BEGIN Record excerpts

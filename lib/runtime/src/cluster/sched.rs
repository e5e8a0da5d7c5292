// SPDX-FileCopyrightText: Copyright (c) 2024-2026 NVIDIA CORPORATION & AFFILIATES. All rights reserved.
// SPDX-License-Identifier: Apache-2.0

//! Actor placement.
//!
//! Given the live peer set and the actor specs, produce an assignment of
//! every (spec, replica-slot) to a peer such that replicas spread across
//! peers before doubling up, an instance already running somewhere stays
//! put while its peer is live, and each topic partition of a spec's inputs
//! is owned by exactly one of its instances.

use std::collections::{BTreeMap, HashMap};

use serde::{Deserialize, Serialize};

use crate::actor::ActorDef;

use super::{Health, Peer};

/// Setting key carrying an instance's replica slot.
pub const SETTING_SLOT: &str = "slot";
/// Setting key carrying an instance's topic partition slices, JSON-encoded.
pub const SETTING_PARTS: &str = "parts";

/// A scheduling unit: an actor definition, how many replicas to run, and
/// which topics its replicas divide between themselves.
#[derive(Debug, Clone, PartialEq, Eq, Serialize, Deserialize)]
pub struct ActorSpec {
    pub def: ActorDef,
    pub replicas: usize,
    #[serde(default)]
    pub inputs: Vec<String>,
}

impl ActorSpec {
    pub fn new(def: ActorDef, replicas: usize) -> ActorSpec {
        ActorSpec {
            def,
            replicas,
            inputs: Vec::new(),
        }
    }

    pub fn with_inputs(mut self, inputs: Vec<String>) -> ActorSpec {
        self.inputs = inputs;
        self
    }

    pub fn id(&self) -> String {
        self.def.id()
    }
}

/// One placed replica.
#[derive(Debug, Clone, PartialEq, Eq, Serialize, Deserialize)]
pub struct Instance {
    /// Concrete definition for this replica; its name carries the slot and
    /// its settings carry the slot and partition slices.
    pub def: ActorDef,
    /// Owning spec id.
    pub spec: String,
    pub slot: usize,
    pub topic_slices: BTreeMap<String, Vec<i32>>,
}

/// Assignment of instances to peers.
pub type PeerSched = BTreeMap<String, Vec<Instance>>;

/// Compute a schedule. `prev` makes the result stable: an instance keeps its
/// previous peer whenever that peer is still live and the slot still exists.
pub fn peer_sched(
    peers: &BTreeMap<String, Peer>,
    specs: &[ActorSpec],
    parts: &HashMap<String, Vec<i32>>,
    prev: Option<&PeerSched>,
) -> PeerSched {
    let live: Vec<&str> = peers
        .values()
        .filter(|p| p.health == Health::Active)
        .map(|p| p.name.as_str())
        .collect();

    let mut sched = PeerSched::new();
    if live.is_empty() {
        return sched;
    }

    // Where did each (spec, slot) live before, if anywhere still live?
    let mut kept: HashMap<(String, usize), &str> = HashMap::new();
    if let Some(prev) = prev {
        for (peer, instances) in prev {
            if !live.contains(&peer.as_str()) {
                continue;
            }
            for inst in instances {
                kept.insert((inst.spec.clone(), inst.slot), peer.as_str());
            }
        }
    }

    let mut load: BTreeMap<&str, usize> = live.iter().map(|p| (*p, 0usize)).collect();
    for ((spec, slot), peer) in &kept {
        // Only count slots that still exist under the current specs.
        if specs
            .iter()
            .any(|s| s.id() == *spec && *slot < s.replicas)
        {
            *load.get_mut(peer).expect("kept peer is live") += 1;
        }
    }

    let mut ordered: Vec<&ActorSpec> = specs.iter().collect();
    ordered.sort_by_key(|s| s.id());

    for spec in ordered {
        let spec_id = spec.id();
        for slot in 0..spec.replicas {
            let peer = match kept.get(&(spec_id.clone(), slot)) {
                Some(peer) => *peer,
                None => {
                    let peer = *load
                        .iter()
                        .min_by_key(|(name, count)| (**count, **name))
                        .map(|(name, _)| name)
                        .expect("at least one live peer");
                    *load.get_mut(peer).expect("peer is live") += 1;
                    peer
                }
            };

            let topic_slices = slice_topics(spec, slot, parts);
            let def = instance_def(spec, slot, &topic_slices);
            sched.entry(peer.to_string()).or_default().push(Instance {
                def,
                spec: spec_id.clone(),
                slot,
                topic_slices,
            });
        }
    }

    sched
}

/// Slot `i` of a spec with `n` replicas owns every partition whose index in
/// the topic's partition list is ≡ i (mod n).
fn slice_topics(
    spec: &ActorSpec,
    slot: usize,
    parts: &HashMap<String, Vec<i32>>,
) -> BTreeMap<String, Vec<i32>> {
    let mut slices = BTreeMap::new();
    for topic in &spec.inputs {
        let Some(topic_parts) = parts.get(topic) else {
            continue;
        };
        let slice: Vec<i32> = topic_parts
            .iter()
            .enumerate()
            .filter(|(i, _)| i % spec.replicas == slot)
            .map(|(_, p)| *p)
            .collect();
        slices.insert(topic.clone(), slice);
    }
    slices
}

fn instance_def(
    spec: &ActorSpec,
    slot: usize,
    topic_slices: &BTreeMap<String, Vec<i32>>,
) -> ActorDef {
    let mut def = spec.def.clone();
    def.name = format!("{}-{}", def.name, slot);
    def.settings
        .insert(SETTING_SLOT.to_string(), slot.to_string());
    if !topic_slices.is_empty() {
        if let Ok(json) = serde_json::to_string(topic_slices) {
            def.settings.insert(SETTING_PARTS.to_string(), json);
        }
    }
    def
}

#[cfg(test)]
mod tests {
    use super::*;
    use crate::utils;

    fn active_peers(names: &[&str]) -> BTreeMap<String, Peer> {
        names
            .iter()
            .map(|n| {
                (
                    n.to_string(),
                    Peer {
                        name: n.to_string(),
                        rank: super::super::Rank::Follower,
                        health: Health::Active,
                        last_seen_unix: utils::unix_nanos(),
                    },
                )
            })
            .collect()
    }

    fn test_specs() -> Vec<ActorSpec> {
        let topics = vec!["topic1".to_string(), "topic2".to_string()];
        vec![
            ActorSpec::new(ActorDef::new("f1", "f1"), 11).with_inputs(topics.clone()),
            ActorSpec::new(ActorDef::new("f2", "f2"), 7).with_inputs(topics),
        ]
    }

    fn test_parts() -> HashMap<String, Vec<i32>> {
        let mut parts = HashMap::new();
        parts.insert("topic1".to_string(), (0..12).collect());
        parts.insert("topic2".to_string(), (0..15).collect());
        parts
    }

    #[test]
    fn test_total_assigned_count() {
        let peers = active_peers(&["host1-123-0", "host1-345-0", "host1-678-0"]);
        let sched = peer_sched(&peers, &test_specs(), &test_parts(), None);

        let total: usize = sched.values().map(|v| v.len()).sum();
        assert_eq!(total, 18);
    }

    #[test]
    fn test_replicas_spread_before_doubling() {
        let peers = active_peers(&["host1-123-0", "host1-345-0", "host1-678-0"]);
        let sched = peer_sched(&peers, &test_specs(), &test_parts(), None);

        let counts: Vec<usize> = sched.values().map(|v| v.len()).collect();
        let max = counts.iter().max().unwrap();
        let min = counts.iter().min().unwrap();
        assert!(max - min <= 1, "unbalanced schedule: {:?}", counts);
    }

    #[test]
    fn test_every_partition_owned_exactly_once() {
        let peers = active_peers(&["host1-123-0", "host1-345-0", "host1-678-0"]);
        let specs = test_specs();
        let parts = test_parts();
        let sched = peer_sched(&peers, &specs, &parts, None);

        // Per spec and topic, collect every assigned partition.
        for spec in &specs {
            for topic in &spec.inputs {
                let mut seen: Vec<i32> = Vec::new();
                for instances in sched.values() {
                    for inst in instances.iter().filter(|i| i.spec == spec.id()) {
                        seen.extend(inst.topic_slices.get(topic).unwrap());
                    }
                }
                seen.sort_unstable();
                let mut expected = parts.get(topic).unwrap().clone();
                expected.sort_unstable();
                assert_eq!(seen, expected, "spec {} topic {}", spec.id(), topic);
            }
        }
    }

    #[test]
    fn test_stable_under_membership_change() {
        let specs = test_specs();
        let parts = test_parts();
        let peers3 = active_peers(&["host1-123-0", "host1-345-0", "host1-678-0"]);
        let first = peer_sched(&peers3, &specs, &parts, None);

        // One peer leaves; survivors keep everything they had.
        let peers2 = active_peers(&["host1-123-0", "host1-345-0"]);
        let second = peer_sched(&peers2, &specs, &parts, Some(&first));

        for peer in ["host1-123-0", "host1-345-0"] {
            let before: Vec<(String, usize)> = first
                .get(peer)
                .unwrap()
                .iter()
                .map(|i| (i.spec.clone(), i.slot))
                .collect();
            let after: Vec<(String, usize)> = second
                .get(peer)
                .unwrap()
                .iter()
                .map(|i| (i.spec.clone(), i.slot))
                .collect();
            for slot in &before {
                assert!(after.contains(slot), "{:?} moved off {}", slot, peer);
            }
        }

        let total: usize = second.values().map(|v| v.len()).sum();
        assert_eq!(total, 18);
    }

    #[test]
    fn test_no_live_peers_yields_empty_schedule() {
        let peers = BTreeMap::new();
        let sched = peer_sched(&peers, &test_specs(), &test_parts(), None);
        assert!(sched.is_empty());
    }

    #[test]
    fn test_instance_def_carries_slot_and_parts() {
        let peers = active_peers(&["host1-123-0"]);
        let specs = vec![ActorSpec::new(ActorDef::new("f1", "f1"), 2)
            .with_inputs(vec!["topic1".to_string()])];
        let mut parts = HashMap::new();
        parts.insert("topic1".to_string(), vec![0, 1, 2, 3]);

        let sched = peer_sched(&peers, &specs, &parts, None);
        let instances = sched.get("host1-123-0").unwrap();
        assert_eq!(instances.len(), 2);

        for inst in instances {
            assert_eq!(inst.def.name, format!("f1-{}", inst.slot));
            assert_eq!(
                inst.def.settings.get(SETTING_SLOT).unwrap(),
                &inst.slot.to_string()
            );
            let parts_json = inst.def.settings.get(SETTING_PARTS).unwrap();
            let decoded: BTreeMap<String, Vec<i32>> = serde_json::from_str(parts_json).unwrap();
            assert_eq!(decoded, inst.topic_slices);
        }

        // Interleaved slices: slot 0 gets 0,2 and slot 1 gets 1,3.
        let slot0 = instances.iter().find(|i| i.slot == 0).unwrap();
        assert_eq!(slot0.topic_slices.get("topic1").unwrap(), &vec![0, 2]);
        let slot1 = instances.iter().find(|i| i.slot == 1).unwrap();
        assert_eq!(slot1.topic_slices.get("topic1").unwrap(), &vec![1, 3]);
    }
}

END Record excerpts

Prompt – If a line in the data holds the string "struct", copy that line.

Answer to this exercise –
pub struct ActorSpec {
pub struct Instance {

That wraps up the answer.